Take the "Lucy Calkins' Reading Units" issue for instance. Many ordinary Americans who don't work in the school system --but know people who do-- have heard a litany of complaints from their teacher friends about the arduous labor of prepping curriculum and making "lesson plans." If you didn't know better you would assume the average American teacher spent 14 hours a day 7 days a week over the Summer break prepping the Fall lesson plans. If the average teacher in California is doing that she, or he, is wasting her, or his, time. Most of the public schools in California purchase "instructional units" and pre-collated learning materials. (These aren't cheap products to purchase either.

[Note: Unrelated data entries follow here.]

//! Timestamp value object for immutable points in time.

use chrono::{DateTime, Duration, Utc};
use serde::{Deserialize, Serialize};

use super::ValidationError;

/// Immutable point in time, always UTC.
#[derive(Debug, Clone, Copy, PartialEq, Eq, PartialOrd, Ord, Serialize, Deserialize)]
#[serde(transparent)]
pub struct Timestamp(DateTime<Utc>);

impl Timestamp {
    /// Creates a timestamp for the current moment.
    pub fn now() -> Self {
        Self(Utc::now())
    }

    /// Creates a timestamp from a DateTime<Utc>.
    pub fn from_datetime(dt: DateTime<Utc>) -> Self {
        Self(dt)
    }

    /// Returns the inner DateTime.
    pub fn as_datetime(&self) -> &DateTime<Utc> {
        &self.0
    }

    /// Parses an RFC 3339 string such as `2024-01-15T10:30:00Z`.
    pub fn parse_rfc3339(value: &str) -> Result<Self, ValidationError> {
        DateTime::parse_from_rfc3339(value.trim())
            .map(|dt| Self(dt.with_timezone(&Utc)))
            .map_err(|e| ValidationError::invalid_format("timestamp", e.to_string()))
    }

    /// Renders the timestamp as RFC 3339.
    pub fn to_rfc3339(&self) -> String {
        self.0.to_rfc3339()
    }

    /// Checks if this timestamp is after another.
    pub fn is_after(&self, other: &Timestamp) -> bool {
        self.0 > other.0
    }

    /// Creates a new timestamp by adding the specified number of seconds.
    pub fn plus_secs(&self, secs: u64) -> Self {
        let secs = i64::try_from(secs).unwrap_or(i64::MAX);
        match Duration::try_seconds(secs).and_then(|d| self.0.checked_add_signed(d)) {
            Some(dt) => Self(dt),
            None => Self(DateTime::<Utc>::MAX_UTC),
        }
    }

    /// Creates a new timestamp by subtracting the specified number of seconds.
    pub fn minus_secs(&self, secs: u64) -> Self {
        let secs = i64::try_from(secs).unwrap_or(i64::MAX);
        match Duration::try_seconds(secs).and_then(|d| self.0.checked_sub_signed(d)) {
            Some(dt) => Self(dt),
            None => Self(DateTime::<Utc>::MIN_UTC),
        }
    }
}

impl Default for Timestamp {
    fn default() -> Self {
        Self::now()
    }
}
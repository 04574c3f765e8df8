//! Admin session - the authenticated flag and when it was granted.

use std::time::Duration;

use crate::domain::foundation::Timestamp;

/// Durable key holding the literal `"true"` while an admin is signed in.
pub const AUTH_FLAG_KEY: &str = "admin_authenticated";

/// Durable key holding the RFC 3339 login time.
pub const AUTH_SINCE_KEY: &str = "admin_authenticated_at";

/// Value written under [`AUTH_FLAG_KEY`].
pub const AUTH_FLAG_VALUE: &str = "true";

/// A granted admin session.
///
/// `authenticated_at` is `None` for sessions rehydrated from a bare flag
/// written before login times were recorded.
#[derive(Debug, Clone, Copy, PartialEq, Eq)]
pub struct AdminSession {
    authenticated_at: Option<Timestamp>,
}

impl AdminSession {
    /// Session granted at `now` by a successful credential check.
    pub fn granted_at(now: Timestamp) -> Self {
        Self {
            authenticated_at: Some(now),
        }
    }

    /// Rebuilds a session from the persisted flag and login time.
    ///
    /// Anything other than the exact flag value means signed out. An
    /// unparseable login time is treated as unknown.
    pub fn rehydrate(flag: Option<&str>, since: Option<&str>) -> Option<Self> {
        if flag != Some(AUTH_FLAG_VALUE) {
            return None;
        }
        let authenticated_at = since.and_then(|raw| Timestamp::parse_rfc3339(raw).ok());
        Some(Self { authenticated_at })
    }

    pub fn authenticated_at(&self) -> Option<Timestamp> {
        self.authenticated_at
    }

    /// Whether the session is still good at `now`.
    ///
    /// Without a TTL the flag is trusted indefinitely. With one, a session of
    /// unknown age is expired.
    pub fn is_valid_at(&self, now: Timestamp, ttl: Option<Duration>) -> bool {
        let Some(ttl) = ttl else {
            return true;
        };
        match self.authenticated_at {
            Some(since) => !now.is_after(&since.plus_secs(ttl.as_secs())),
            None => false,
        }
    }
}
//! Credential verifier port for the admin login gate.
//!
//! The gate is a single shared credential. Implementations decide how the
//! comparison is made; the store only learns whether it matched.
//!
//! # Example
//!
//! ```ignore
//! async fn sign_in(verifier: Arc<dyn CredentialVerifier>, typed: &str) -> bool {
//!     verifier.verify(typed).await
//! }
//! ```

use async_trait::async_trait;

/// Checks a plaintext credential supplied at login.
///
/// # Contract
///
/// Implementations must:
/// - Return `true` only for an exact match
/// - Return `false` for every other input, including empty or malformed input
/// - Never panic
#[async_trait]
pub trait CredentialVerifier: Send + Sync {
    async fn verify(&self, credential: &str) -> bool;
}
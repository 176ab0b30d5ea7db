//! Markdown → HTML conversion.
//!
//! Thin wrapper over pulldown-cmark with the GFM-style extensions content
//! authors expect. Raw HTML passes through unchanged, and so do template
//! placeholders like `{{ site.name }}`: the walker renders the returned HTML as
//! a template afterwards.

use pulldown_cmark::{Options, Parser, html as md_html};

fn options() -> Options {
    Options::ENABLE_TABLES
        | Options::ENABLE_STRIKETHROUGH
        | Options::ENABLE_FOOTNOTES
        | Options::ENABLE_TASKLISTS
}

/// Render Markdown source to an HTML fragment.
pub fn to_html(markdown: &str) -> String {
    let parser = Parser::new_ext(markdown, options());
    let mut html = String::with_capacity(markdown.len() * 3 / 2);
    md_html::push_html(&mut html, parser);
    html
}
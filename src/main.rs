use chrono::{DateTime, Utc};
use clap::{Parser, Subcommand};
use quire::context::BuildInfo;
use quire::generate::SitePaths;
use quire::{GENERATOR, check, config, generate, output};
use std::path::{Path, PathBuf};

#[derive(Parser)]
#[command(name = "quire")]
#[command(about = "Static site generator for Markdown blogs")]
#[command(long_about = "\
Static site generator for Markdown blogs

Posts and pages are Markdown files paired with a YAML (or TOML) descriptor of
the same name. Posts are collected into a date-sorted archive, grouped into
categories, and syndicated through an Atom feed.

Site structure:

  site/
  ├── quire.yaml                   # Site metadata and categoryMap
  ├── posts/
  │   ├── hello.md                 # Post body
  │   └── hello.yaml               # title, date, categories, url (optional)
  ├── pages/
  │   ├── about.md
  │   └── about.yaml               # title, url (optional)
  └── themes/templates/
      ├── post.html                # one per post
      ├── page.html                # one per page
      ├── categories.html          # one per category
      └── atom.xml                 # the feed

Output:

  public/<url>/index.html          # url defaults to the file name plus /
  public/atom.xml                  # 21 most recent posts
  public/categories/<slug>/index.html

Run 'quire gen-config' to print a documented quire.yaml.")]
#[command(version)]
struct Cli {
    /// Site root directory
    #[arg(long, default_value = ".", global = true)]
    root: PathBuf,

    /// Output directory [default: <root>/public]
    #[arg(long, global = true)]
    output: Option<PathBuf>,

    /// Site config file [default: <root>/quire.yaml]
    #[arg(long, global = true)]
    config: Option<PathBuf>,

    /// Template directory [default: <root>/themes/templates]
    #[arg(long, global = true)]
    templates: Option<PathBuf>,

    #[command(subcommand)]
    command: Command,
}

#[derive(Subcommand)]
enum Command {
    /// Render the whole site into the output directory
    Build(BuildArgs),
    /// Validate config, templates and every descriptor without writing
    Check,
    /// Print a documented starter quire.yaml
    GenConfig,
}

#[derive(clap::Args)]
struct BuildArgs {
    /// Build timestamp exposed as `updated` (RFC 3339); defaults to now.
    /// Fixing it makes rebuilds byte-identical.
    #[arg(long, value_parser = parse_timestamp)]
    updated: Option<DateTime<Utc>>,
}

fn parse_timestamp(raw: &str) -> Result<DateTime<Utc>, String> {
    DateTime::parse_from_rfc3339(raw)
        .map(|dt| dt.with_timezone(&Utc))
        .map_err(|e| format!("expected an RFC 3339 timestamp: {e}"))
}

/// Resolve the site layout, with explicit flags relative to the root.
fn site_paths(cli: &Cli) -> SitePaths {
    let mut paths = SitePaths::from_root(&cli.root);
    let under_root = |p: &Path| cli.root.join(p);
    if let Some(output) = &cli.output {
        paths.output = under_root(output);
    }
    if let Some(config) = &cli.config {
        paths.config = under_root(config);
    }
    if let Some(templates) = &cli.templates {
        paths.templates = under_root(templates);
    }
    paths
}

fn main() -> Result<(), Box<dyn std::error::Error>> {
    let cli = Cli::parse();
    let paths = site_paths(&cli);

    match &cli.command {
        Command::Build(args) => {
            let info = BuildInfo::new(GENERATOR, args.updated.unwrap_or_else(Utc::now));
            println!("==> Building {}", cli.root.display());

            let (tx, rx) = std::sync::mpsc::channel();
            let printer = std::thread::spawn(move || {
                for event in rx {
                    println!("{}", output::format_build_event(&event));
                }
            });
            let result = generate::generate(&paths, &info, Some(&tx));
            drop(tx);
            printer
                .join()
                .map_err(|_| "status printer thread panicked")?;

            let summary = result?;
            output::print_build_summary(&summary, &paths.output);
        }
        Command::Check => {
            println!("==> Checking {}", cli.root.display());
            let report = check::check(&paths)?;
            output::print_check_report(&report, &cli.root);
            println!("==> Content is valid");
        }
        Command::GenConfig => {
            print!("{}", config::stock_config_yaml());
        }
    }

    Ok(())
}
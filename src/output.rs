//! CLI output formatting.
//!
//! # Build progress
//!
//! One timestamped line per artifact, printed as it is written:
//!
//! ```text
//! [21:04:11] Rendering hello/
//! [21:04:11] Rendering about/
//! [21:04:11] Rendering atom.xml (21 entries)
//! [21:04:11] Rendering categories/tech/ (Tech)
//! ```
//!
//! followed by a summary:
//!
//! ```text
//! Generated 25 posts, 2 pages, 3 categories, 21 feed entries
//! ```
//!
//! # Check
//!
//! ```text
//! Posts
//! 001 Hello → hello/
//!     Source: posts/hello.md
//!     Categories: Tech, Life
//!
//! Pages
//! 001 About → about/
//!     Source: pages/about.md
//!
//! Categories
//!     Life (1 post)
//!     Tech (1 post)
//!     Unused: Travel
//! ```
//!
//! # Architecture
//!
//! Each display has a `format_*` function (returns lines) for testability and
//! a `print_*` wrapper that writes to stdout. Format functions are pure.

use crate::check::CheckReport;
use crate::generate::BuildSummary;
use crate::model::ContentItem;
use crate::types::{Artifact, BuildEvent};
use std::path::Path;

/// Format of the progress timestamp.
const TIME_FORMAT: &str = "%H:%M:%S";

/// Format a 1-based positional index as 3-digit zero-padded.
fn format_index(pos: usize) -> String {
    format!("{:0>3}", pos)
}

/// `1 post`, `2 posts`, `0 categories`.
fn count(n: usize, one: &str, many: &str) -> String {
    if n == 1 {
        format!("{n} {one}")
    } else {
        format!("{n} {many}")
    }
}

/// Display title of an item: its `title`, or the URL when untitled.
fn item_title(item: &ContentItem) -> &str {
    item.meta
        .get("title")
        .and_then(|t| t.as_str())
        .filter(|t| !t.trim().is_empty())
        .unwrap_or(item.url.as_str())
}

// ============================================================================
// Build
// ============================================================================

/// Format a single build progress event.
pub fn format_build_event(event: &BuildEvent) -> String {
    let what = match &event.artifact {
        Artifact::Post { url } | Artifact::Page { url } => url.clone(),
        Artifact::Feed { entries } => {
            format!(
                "{} ({})",
                crate::naming::FEED_FILE,
                count(*entries, "entry", "entries")
            )
        }
        Artifact::Category { name, url } => format!("{url} ({name})"),
    };
    format!("[{}] Rendering {}", event.at.format(TIME_FORMAT), what)
}

/// Format the end-of-build summary.
pub fn format_build_summary(summary: &BuildSummary, output_dir: &Path) -> Vec<String> {
    vec![
        format!(
            "Generated {}, {}, {}, {}",
            count(summary.posts, "post", "posts"),
            count(summary.pages, "page", "pages"),
            count(summary.categories.len(), "category", "categories"),
            count(summary.feed_entries, "feed entry", "feed entries"),
        ),
        format!("Site written to {}", output_dir.display()),
    ]
}

pub fn print_build_summary(summary: &BuildSummary, output_dir: &Path) {
    for line in format_build_summary(summary, output_dir) {
        println!("{}", line);
    }
}

// ============================================================================
// Check
// ============================================================================

fn item_lines(lines: &mut Vec<String>, items: &[ContentItem], site_root: &Path) {
    for (i, item) in items.iter().enumerate() {
        lines.push(format!(
            "{} {} \u{2192} {}",
            format_index(i + 1),
            item_title(item),
            item.url
        ));
        let source = item.source.strip_prefix(site_root).unwrap_or(&item.source);
        lines.push(format!("    Source: {}", source.display()));
        if !item.categories.is_empty() {
            lines.push(format!("    Categories: {}", item.categories.join(", ")));
        }
    }
}

/// Format the content inventory found by `check`.
pub fn format_check_report(report: &CheckReport, site_root: &Path) -> Vec<String> {
    let mut lines = Vec::new();

    lines.push("Posts".to_string());
    item_lines(&mut lines, &report.posts, site_root);

    if !report.pages.is_empty() {
        lines.push(String::new());
        lines.push("Pages".to_string());
        item_lines(&mut lines, &report.pages, site_root);
    }

    lines.push(String::new());
    lines.push("Categories".to_string());
    for (name, posts) in &report.categories {
        lines.push(format!("    {} ({})", name, count(*posts, "post", "posts")));
    }
    if !report.unused_categories.is_empty() {
        lines.push(format!("    Unused: {}", report.unused_categories.join(", ")));
    }

    lines
}

pub fn print_check_report(report: &CheckReport, site_root: &Path) {
    for line in format_check_report(report, site_root) {
        println!("{}", line);
    }
}

// ============================================================================
// Tests
// ============================================================================

#[cfg(test)]
mod tests {
    use super::*;
    use crate::test_helpers::post;
    use crate::types::ContentKind;
    use chrono::NaiveTime;
    use std::collections::BTreeMap;
    use std::path::PathBuf;

    fn event(artifact: Artifact) -> BuildEvent {
        BuildEvent {
            at: NaiveTime::from_hms_opt(21, 4, 11).unwrap(),
            artifact,
        }
    }

    #[test]
    fn format_index_pads() {
        assert_eq!(format_index(1), "001");
        assert_eq!(format_index(100), "100");
    }

    #[test]
    fn count_handles_one() {
        assert_eq!(count(1, "post", "posts"), "1 post");
        assert_eq!(count(0, "post", "posts"), "0 posts");
        assert_eq!(count(2, "category", "categories"), "2 categories");
    }

    #[test]
    fn post_event_shows_url() {
        let line = format_build_event(&event(Artifact::Post {
            url: "hello/".into(),
        }));
        assert_eq!(line, "[21:04:11] Rendering hello/");
    }

    #[test]
    fn feed_event_shows_entry_count() {
        let line = format_build_event(&event(Artifact::Feed { entries: 21 }));
        assert_eq!(line, "[21:04:11] Rendering atom.xml (21 entries)");
        let line = format_build_event(&event(Artifact::Feed { entries: 1 }));
        assert_eq!(line, "[21:04:11] Rendering atom.xml (1 entry)");
    }

    #[test]
    fn category_event_shows_url_and_name() {
        let line = format_build_event(&event(Artifact::Category {
            name: "Tech".into(),
            url: "categories/tech/".into(),
        }));
        assert_eq!(line, "[21:04:11] Rendering categories/tech/ (Tech)");
    }

    #[test]
    fn build_summary_lines() {
        let summary = BuildSummary {
            posts: 25,
            pages: 1,
            feed_entries: 21,
            categories: vec![("Tech".into(), "tech".into())],
        };
        let lines = format_build_summary(&summary, Path::new("public"));
        assert_eq!(
            lines,
            [
                "Generated 25 posts, 1 page, 1 category, 21 feed entries",
                "Site written to public",
            ]
        );
    }

    #[test]
    fn check_report_lists_items_and_categories() {
        let mut about = ContentItem::new(
            ContentKind::Page,
            PathBuf::from("/site/pages/about.md"),
            "about/".into(),
        );
        about
            .meta
            .insert("title".into(), serde_json::json!("About"));
        let mut hello = post("Hello", "2024-01-01", &["Tech", "Life"]);
        hello.source = PathBuf::from("/site/posts/hello.md");

        let report = CheckReport {
            posts: vec![hello],
            pages: vec![about],
            categories: BTreeMap::from([("Life".into(), 1), ("Tech".into(), 2)]),
            unused_categories: vec!["Travel".into()],
        };
        let lines = format_check_report(&report, Path::new("/site"));
        assert_eq!(
            lines,
            [
                "Posts",
                "001 Hello \u{2192} hello/",
                "    Source: posts/hello.md",
                "    Categories: Tech, Life",
                "",
                "Pages",
                "001 About \u{2192} about/",
                "    Source: pages/about.md",
                "",
                "Categories",
                "    Life (1 post)",
                "    Tech (2 posts)",
                "    Unused: Travel",
            ]
        );
    }

    #[test]
    fn untitled_item_falls_back_to_url() {
        let item = ContentItem::new(ContentKind::Page, PathBuf::from("x.md"), "x/".into());
        assert_eq!(item_title(&item), "x/");
    }
}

If your local school is training your kids to look at the world through a lens of racism they are spending a good chunk of your tax dollars to do it.) The Lucy Calkins materials occupy a significant amount of the market share of elementary school materials in the state of California. Currently there is a slow burn of outrage over the Lucy Calkins material because, in this season of "Critical Race Theory" obsession, people noticed that the Lucy Calkins material is steeped in the language and theory of CRT. (You can read about racism and the Lucy Calkins' curriculum controversy here in an article entitled "Units of Indoctrination.")


However, if you ignore the obsession with race that shapes the current Lucy Calkins material, there is a bigger problem with Lucy Calkins' Reading Units. Quite frankly they aren't good teaching tools. In fact actual experts on early reading development have called the Lucy Calkins material "deeply flawed." (There is a long and excellent piece available by clicking here that goes in to great detail about specific issues with early childhood development and reading instruction that you can access by clicking this hotlink. You might want to read it, take a few notes, and have a word with your local schoolboard. Because if your schoolboard cares about teaching kids to read they shouldn't be buying Lucy Calkins' material.) Basically if your local school wants to teach racism then they will probably successfully fulfill that goal with the Lucy Calkins material. If they want to teach kids how to be proficient readers they will probably fail at least half the children if they insist on using Lucy Calkins' Reading Units.


I'm an optimist. I do not want to believe that the public schools of America are staffed with people who promote racism. I do not want to believe that teachers promote indoctrination over education. I don't want to believe that our tax dollars are being squandered on "educational materials" that don't actually work. I don't want to believe that at an institutional level we have embraced mediocrity as the new normal. But I believe in looking at the evidence. And the evidence is overwhelming. The educational establishment --the people in charge of the schools, the people in charge of teaching the teachers how to teach-- are obsessed with race and don't really care that much if the kids can read and write.


Considering the abysmal reading comprehension scores in most K-12 Schools we're kind of amazed that a journal geared towards teachers would do anything other than publish articles about revamping the reading curriculum. Oh well... schools have their priorities, we shouldn't assume educating kids is the main priority. And we should definitely NOT leave the education of children in the hands of people who promote indoctrination over education. Kids deserve an education. If our schools can't teach half our kids to read we need to demand better. Now.